By John Gronquist Hack Shack Games 5e Level 1
It’s a story as old as time. Boy meets girl. Girl meets abandoned well. Boy chases girl down abandoned well only to find horrors beyond their worst nightmares.. Perhaps those old tales about ‘ol Grim Jack and Granny Hentooth lurking in a world below the water weren’t just silly children’s rhymes after all?
This 68 page adventure has, I don’t know, thirty rooms? In abu=out thirty pages. It’s overwrought and overwritten and the intro is full of shit to justify the shitty shitty choices in the design. A rich Tapestry. Fun for all player types. Bleach!
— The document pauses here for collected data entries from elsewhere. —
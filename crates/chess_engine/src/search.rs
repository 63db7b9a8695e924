use std::ops::{Deref, DerefMut};
use std::sync::atomic::{AtomicBool, Ordering};
use std::sync::Arc;
use std::time::Instant;

use chess_core::GameState;
use log::{debug, error};

use crate::error::SearchError;
use crate::evaluation::{Evaluate, Score, MATE_SCORE};

/// Initial search bound, worse than being mated so that a move is always
/// recorded when one exists.
pub const INFINITY: Score = MATE_SCORE + 1;

/// Nodes visited between two looks at the clock and the stop flag
pub const CHECK_INTERVAL: u64 = 1024;

/// Tells a running search when to give up: a wall-clock deadline, an
/// external stop flag, or both.
#[derive(Debug, Clone, Default)]
pub struct CancellationToken {
    deadline: Option<Instant>,
    stop: Arc<AtomicBool>,
}

impl CancellationToken {
    /// A token that never fires unless [`cancel`](Self::cancel) is called.
    pub fn new() -> Self {
        Self::default()
    }

    pub fn with_deadline(mut self, deadline: Instant) -> Self {
        self.deadline = Some(deadline);
        self
    }

    /// Shares `stop` with whoever else may want to abort the search.
    pub fn with_stop_flag(mut self, stop: Arc<AtomicBool>) -> Self {
        self.stop = stop;
        self
    }

    pub fn deadline(&self) -> Option<Instant> {
        self.deadline
    }

    pub fn cancel(&self) {
        self.stop.store(true, Ordering::Relaxed);
    }

    pub fn is_cancelled(&self) -> bool {
        self.stop.load(Ordering::Relaxed)
            || self.deadline.map_or(false, |deadline| Instant::now() >= deadline)
    }
}

/// Score of a node together with the move that achieves it. The move is
/// `None` at leaves.
#[derive(Debug, Clone, PartialEq, Eq)]
pub struct SearchResult<M> {
    pub score: Score,
    pub best_move: Option<M>,
}

impl<M> SearchResult<M> {
    fn leaf(score: Score) -> Self {
        Self {
            score,
            best_move: None,
        }
    }
}

#[derive(Debug, Clone, Copy, Default, PartialEq, Eq)]
pub struct SearchStats {
    pub nodes: u64,
    pub cutoffs: u64,
}

/// A move applied to a game state for as long as the guard lives.
///
/// Dropping the guard retracts the move, whether the scope ends normally,
/// through `?`, or by unwinding.
pub struct AppliedMove<'s, 'm, G: GameState> {
    state: &'s mut G,
    mv: &'m G::Move,
}

impl<'s, 'm, G: GameState> AppliedMove<'s, 'm, G> {
    pub fn new(state: &'s mut G, mv: &'m G::Move) -> Self {
        state.apply(mv);
        Self { state, mv }
    }
}

impl<G: GameState> Deref for AppliedMove<'_, '_, G> {
    type Target = G;

    fn deref(&self) -> &G {
        self.state
    }
}

impl<G: GameState> DerefMut for AppliedMove<'_, '_, G> {
    fn deref_mut(&mut self) -> &mut G {
        self.state
    }
}

impl<G: GameState> Drop for AppliedMove<'_, '_, G> {
    fn drop(&mut self) {
        self.state.retract(self.mv);
    }
}

/// Depth-limited minimax with alpha-beta pruning.
///
/// Moves are searched in the order the rules engine lists them. Scores are
/// always from the point of view of the side to move at the root call.
pub struct Searcher<'a, E> {
    evaluator: &'a E,
    token: &'a CancellationToken,
    stats: SearchStats,
}

impl<'a, E> Searcher<'a, E> {
    pub fn new(evaluator: &'a E, token: &'a CancellationToken) -> Self {
        Self {
            evaluator,
            token,
            stats: SearchStats::default(),
        }
    }

    pub fn stats(&self) -> SearchStats {
        self.stats
    }

    /// Searches `depth` plies with a full window for the side to move.
    pub fn best_move<G>(&mut self, state: &mut G, depth: u8) -> Result<SearchResult<G::Move>, SearchError>
    where
        G: GameState,
        E: Evaluate<G>,
    {
        self.search(state, depth, -INFINITY, INFINITY, true)
    }

    pub fn search<G>(
        &mut self,
        state: &mut G,
        depth: u8,
        mut alpha: Score,
        mut beta: Score,
        maximizing: bool,
    ) -> Result<SearchResult<G::Move>, SearchError>
    where
        G: GameState,
        E: Evaluate<G>,
    {
        if self.stats.nodes % CHECK_INTERVAL == 0 && self.token.is_cancelled() {
            debug!("search interrupted after {} nodes", self.stats.nodes);
            return Err(SearchError::Interrupted);
        }
        self.stats.nodes += 1;

        if depth == 0 || state.is_game_over() {
            // The evaluator scores for the side to move, which is the root
            // side exactly at maximizing nodes
            let score = self.evaluator.evaluate(state);
            return Ok(SearchResult::leaf(if maximizing { score } else { -score }));
        }

        let moves = state.legal_moves();
        if moves.is_empty() {
            error!("no legal moves in a position that is not game over (depth {})", depth);
            return Err(SearchError::ContractViolation { depth });
        }

        let mut best_score = if maximizing { -INFINITY } else { INFINITY };
        let mut best_move = None;

        for mv in &moves {
            let score = {
                let mut child = AppliedMove::new(&mut *state, mv);
                self.search(&mut *child, depth - 1, alpha, beta, !maximizing)?.score
            };

            if maximizing {
                if score > best_score {
                    best_score = score;
                    best_move = Some(mv.clone());
                }
                alpha = alpha.max(best_score);
            } else {
                if score < best_score {
                    best_score = score;
                    best_move = Some(mv.clone());
                }
                beta = beta.min(best_score);
            }

            if beta <= alpha {
                self.stats.cutoffs += 1;
                break;
            }
        }

        Ok(SearchResult {
            score: best_score,
            best_move,
        })
    }
}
Look at that! The sun is shining! The birds are singing! I found a bottle of whiskey when I thought I was out! And the last two adventure recommendations from readers have turned out to be decent or better! I’m on a roll! Let’s grab another recommendation from the readership!
It’s fucking trash.
Somehow you end up in a village. They don’t like you or trust you. But, also, they sent you a letter asking you for help? Somehow, in the village, you figure out that you have to get through this wall that surrounds a grove of trees and a well in the center. I guess you learn about the well in the center from someone in the village? It’s not clear; it’s just assumed? And you have some quest to find some missing teens/kids. I think? It’s not really spelled out, again, it’s just kind of assumed. Inside the grove you get the idea to go down the well. Again, I’m not really sure why. I guess you explore the entire grove and figure out the well is the next place? And inside of it you wander through twenty rooms of a temple. And, somehow, from that, you figure out there is a gate room and all these other rooms that require things in them to be placed, obtained from other rooms in the dungeon, to activate the gate. Why do you do this? I don’t know. I guess because you can. And then you enter a six room linear dungeon with a challenge in each room. You find one of the missing people petrified in the last room.
This thing is just trash.
It’s full of advice. It’s supposed to be a “Dark Ride”, like at an amusement park. IE: a railroad. Monsters don’t spill over in to other rooms, that would ruin the tory. You’re told to fudge die rolls ALL the time for the sake of THE STORY and keeping the players alive. “Don’t be afraid to fudge things to get the ending right!” the advice says, at the ending. Because “how any story ends sets the tone of the memory it leaves on those invested in it …” Ha! Jokes on you! I’m not invested AT ALL in this shit. I’m eye rolling and wishing I had gone drinking tonight instead of playing D&D with friends. THis fucking thing is SOOOOO pretentious. Fuck you and FUck Your Story.The story is the one created by the players through their characters, not the crap the DM attempts to impose on them. Fucking railroady bullshit, it is. At some point, future players will look on this era, this style of adventure design, with the derision it deserves, just as we do today with the 2e/Storyteller era.
Is the read-aloud atrocious? Of course it is! It’s boxed. With a blue background. And every one starts with AS THE PLAYERS ENTER READ:. I get it. It’s fucking boxed text. It’s distracting. And it’s long Very long. Multiple paragraphs long. It is no wonder that players pull out phones as their eyes glaze over while the DM reads this overly long garbage. Overly written garbage, ta that. Overwrought. With lots of “YOU enter a narrow hallway …” and “as YOUR race begins …” Loathsome, overwrought writing. Which overreveals details, destroying the interaction between player and DM that D&D thrives on. But, whatever. This ain’t D&D, right? IT”S A STORY. It’s like those video games that are actually video novels, just push a button to advance to the next cutscene. “With theta llooks like a doorway.” It’s fucking doorway. That’s how the text should be written. *sigh*
And this continues in to the DM text, with paragraph upon paragraph spelling out everything. Columns of creature tactics. No use of bolding or whitespace, bullets, etc to make the thing easier to comprehend.
It’s a living hell.
It is all that is wrong with adventures today. Congratulations for reaching the end goal. I only wish you were more popular so as to force more people in to the realization of the emptiness of void within themselves.
And the rebirth that brings.
And a big shout out of FUCK! YOU! To the person who suggested this was good and recommended it to me. Kickstarter trash. Two ratings, both five stars, of course.
This is $9 at DriveThru. The preview is twelve pages. The last two show a couple of houses in the village surrounding the well. You should be able to tell from those how garbage things will be.